The lungs of Testudines are multi-chambered and attached their entire length down the carapace. The number of chambers can vary between taxa, though most commonly they have three lateral chambers, three medial chambers, and one terminal chamber. As previously mentioned, the act of specific abdominal muscles pulling down the viscera (or pushing back up) is what allows for respiration in turtles. Specifically, it is the turtles large liver that pulls or pushes on the lungs. Ventral to the lungs, in the coelomic cavity, the liver of turtles is attached directly to the right lung, and their stomach is directly attached to the left lung by the ventral mesopneumonium, which is attached to their liver by the ventral mesentery. When the liver is pulled down, inspiration begins. Supporting the lungs is the post-pulmonary septum, which is found in all Testudines, and is thought to prevent the lungs from collapsing.
Skin and molting
As mentioned above, the outer layer of the shell is part of the skin; each scute (or plate) on the shell corresponds to a single modified scale. The remainder of the skin has much smaller scales, similar to the skin of other reptiles. Turtles do not molt their skins all at once as snakes do, but continuously in small pieces. When turtles are kept in aquaria, small sheets of dead skin can be seen in the water (often appearing to be a thin piece of plastic) having been sloughed off when the animals deliberately rub themselves against a piece of wood or stone. Tortoises also shed skin, but dead skin is allowed to accumulate into thick knobs and plates that provide protection to parts of the body outside the shell.
By counting the rings formed by the stack of smaller, older scutes on top of the larger, newer ones, it is possible to estimate the age of a turtle, if one knows how many scutes are produced in a year. This method is not very accurate, partly because growth rate is not constant, but also because some of the scutes eventually fall away from the shell.
Terrestrial tortoises have short, sturdy feet. Tortoises are famous for moving slowly, in part because of their heavy, cumbersome shells, which restrict stride length.
Amphibious turtles normally have limbs similar to those of tortoises, except that the feet are webbed and often have long claws. These turtles swim using all four feet in a way similar to the dog paddle, with the feet on the left and right side of the body alternately providing thrust. Large turtles tend to swim less than smaller ones, and the very big species, such as alligator snapping turtles, hardly swim at all, preferring to walk along the bottom of the river or lake. As well as webbed feet, turtles have very long claws, used to help them clamber onto riverbanks and floating logs upon which they bask. Male turtles tend to have particularly long claws, and these appear to be used to stimulate the female while mating. While most turtles have webbed feet, some, such as the pig-nosed turtle, have true flippers, with the digits being fused into paddles and the claws being relatively small. These species swim in the same way as sea turtles do (see below).
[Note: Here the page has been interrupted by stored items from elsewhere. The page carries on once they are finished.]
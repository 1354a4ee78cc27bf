use super::*;

#[test]
fn confidence_parses_high_and_medium_tokens() {
    assert_eq!(Confidence::from_token("HIGH"), Confidence::High);
    assert_eq!(Confidence::from_token("high confidence"), Confidence::High);
    assert_eq!(Confidence::from_token("Medium"), Confidence::Medium);
    assert_eq!(Confidence::from_token("MED"), Confidence::Medium);
    assert_eq!(Confidence::from_token("low"), Confidence::Low);
}

#[test]
fn unrecognized_confidence_tokens_render_low() {
    assert_eq!(Confidence::from_token("certain"), Confidence::Low);
    assert_eq!(Confidence::from_token(""), Confidence::Low);
    assert_eq!(Confidence::default(), Confidence::Low);
}

#[test]
fn side_uses_snake_case_wire_tokens() {
    assert_eq!(
        serde_json::to_value(Side::Plaintiff).expect("serialize"),
        serde_json::json!("plaintiff")
    );
    assert_eq!(
        serde_json::to_value(Side::Defendant).expect("serialize"),
        serde_json::json!("defendant")
    );

    let side: Side = serde_json::from_str("\"defendant\"").expect("deserialize");
    assert_eq!(side, Side::Defendant);
}

#[test]
fn per_side_lookup_tracks_each_party_independently() {
    let mut staged = PerSide::<Vec<String>>::default();
    staged
        .side_mut(Side::Plaintiff)
        .push("contract.pdf".to_string());

    assert_eq!(staged.side(Side::Plaintiff).len(), 1);
    assert!(staged.side(Side::Defendant).is_empty());
    assert_eq!(staged.plaintiff, vec!["contract.pdf".to_string()]);
}
use serde::{Deserialize, Serialize};

use crate::domain::{Argument, Case, CaseId, Confidence, PerSide, Side, Verdict};

/// Dossier of the active case as the verdict endpoint expects it.
#[derive(Debug, Clone, Serialize, Deserialize)]
pub struct CaseDataPayload {
    pub plaintiff_docs: Vec<String>,
    pub defendant_docs: Vec<String>,
    pub jurisdiction: String,
    pub case_category: String,
}

impl From<&Case> for CaseDataPayload {
    fn from(case: &Case) -> Self {
        Self {
            plaintiff_docs: case.documents.plaintiff.clone(),
            defendant_docs: case.documents.defendant.clone(),
            jurisdiction: case.jurisdiction.clone(),
            case_category: case.category.clone(),
        }
    }
}

#[derive(Debug, Clone, Serialize, Deserialize)]
pub struct ArgumentPayload {
    pub side: Side,
    pub argument_text: String,
    #[serde(default)]
    pub documents: Vec<String>,
}

impl From<&Argument> for ArgumentPayload {
    fn from(argument: &Argument) -> Self {
        Self {
            side: argument.side,
            argument_text: argument.text.clone(),
            documents: argument.documents.clone(),
        }
    }
}

#[derive(Debug, Clone, Serialize, Deserialize)]
pub struct VerdictRequest {
    pub case_data: CaseDataPayload,
    pub previous_arguments: Vec<ArgumentPayload>,
}

#[derive(Debug, Clone, Serialize, Deserialize)]
pub struct SubmitArgumentRequest {
    pub argument: ArgumentPayload,
    pub case_id: CaseId,
}

#[derive(Debug, Clone, Serialize, Deserialize)]
pub struct FilingResponse {
    pub success: bool,
    #[serde(default, skip_serializing_if = "Option::is_none")]
    pub case_id: Option<CaseId>,
    #[serde(default, skip_serializing_if = "Option::is_none")]
    pub plaintiff_file_count: Option<u32>,
    #[serde(default, skip_serializing_if = "Option::is_none")]
    pub defendant_file_count: Option<u32>,
    #[serde(default, skip_serializing_if = "Option::is_none")]
    pub error: Option<String>,
}

/// Successful filing outcome after the envelope has been checked.
#[derive(Debug, Clone, PartialEq, Eq, Serialize, Deserialize)]
pub struct FilingReceipt {
    pub case_id: CaseId,
    pub plaintiff_file_count: u32,
    pub defendant_file_count: u32,
}

/// Envelope shared by the verdict and argument endpoints. List fields the
/// backend omits deserialize as empty; `raw_output` carries unstructured
/// model output when no parsed verdict is available.
#[derive(Debug, Clone, Serialize, Deserialize)]
pub struct VerdictResponse {
    pub success: bool,
    #[serde(default, skip_serializing_if = "Option::is_none")]
    pub verdict: Option<String>,
    #[serde(default, skip_serializing_if = "Option::is_none")]
    pub reasoning: Option<String>,
    #[serde(default, skip_serializing_if = "Option::is_none")]
    pub confidence: Option<String>,
    #[serde(default, skip_serializing_if = "Option::is_none")]
    pub key_evidence: Option<PerSide<Vec<String>>>,
    #[serde(default, skip_serializing_if = "Vec::is_empty")]
    pub precedents: Vec<String>,
    #[serde(default, skip_serializing_if = "Vec::is_empty")]
    pub counterarguments: Vec<String>,
    #[serde(default, skip_serializing_if = "Option::is_none")]
    pub suggested_next_arguments: Option<PerSide<String>>,
    #[serde(default, skip_serializing_if = "Option::is_none")]
    pub raw_output: Option<String>,
    #[serde(default, skip_serializing_if = "Option::is_none")]
    pub error: Option<String>,
}

impl VerdictResponse {
    /// Collapses a successful envelope into the domain verdict. The caller
    /// checks `success` first; absent fields fall back the way the bench
    /// renders them (raw output stands in for a missing verdict text).
    pub fn into_verdict(self) -> Verdict {
        let verdict = self
            .verdict
            .or(self.raw_output)
            .unwrap_or_else(|| "No verdict returned.".to_string());
        Verdict {
            verdict,
            reasoning: self
                .reasoning
                .unwrap_or_else(|| "No reasoning provided.".to_string()),
            confidence: self
                .confidence
                .as_deref()
                .map(Confidence::from_token)
                .unwrap_or_default(),
            key_evidence: self.key_evidence.unwrap_or_default(),
            precedents: self.precedents,
            counterarguments: self.counterarguments,
            suggested_next_arguments: self.suggested_next_arguments.unwrap_or_default(),
        }
    }
}

#[derive(Debug, Clone, Serialize, Deserialize)]
pub struct CaseStatusResponse {
    pub success: bool,
    #[serde(default, skip_serializing_if = "Option::is_none")]
    pub arguments: Option<u32>,
    #[serde(default, skip_serializing_if = "Option::is_none")]
    pub error: Option<String>,
}

#[cfg(test)]
#[path = "tests/protocol_tests.rs"]
mod tests;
Sea turtles are almost entirely aquatic and have flippers instead of feet. Sea turtles fly through the water, using the up-and-down motion of the front flippers to generate thrust; the back feet are not used for propulsion but may be used as rudders for steering. Compared with freshwater turtles, sea turtles have very limited mobility on land, and apart from the dash from the nest to the sea as hatchlings, male sea turtles normally never leave the sea. Females must come back onto land to lay eggs. They move very slowly and laboriously, dragging themselves forwards with their flippers.
At least some turtles species can see color and different species prefer different colours. Indeed, the males of some species such as the painted terrapin change colour during breeding season which is thought to help individuals find a suitable mate.[better source needed]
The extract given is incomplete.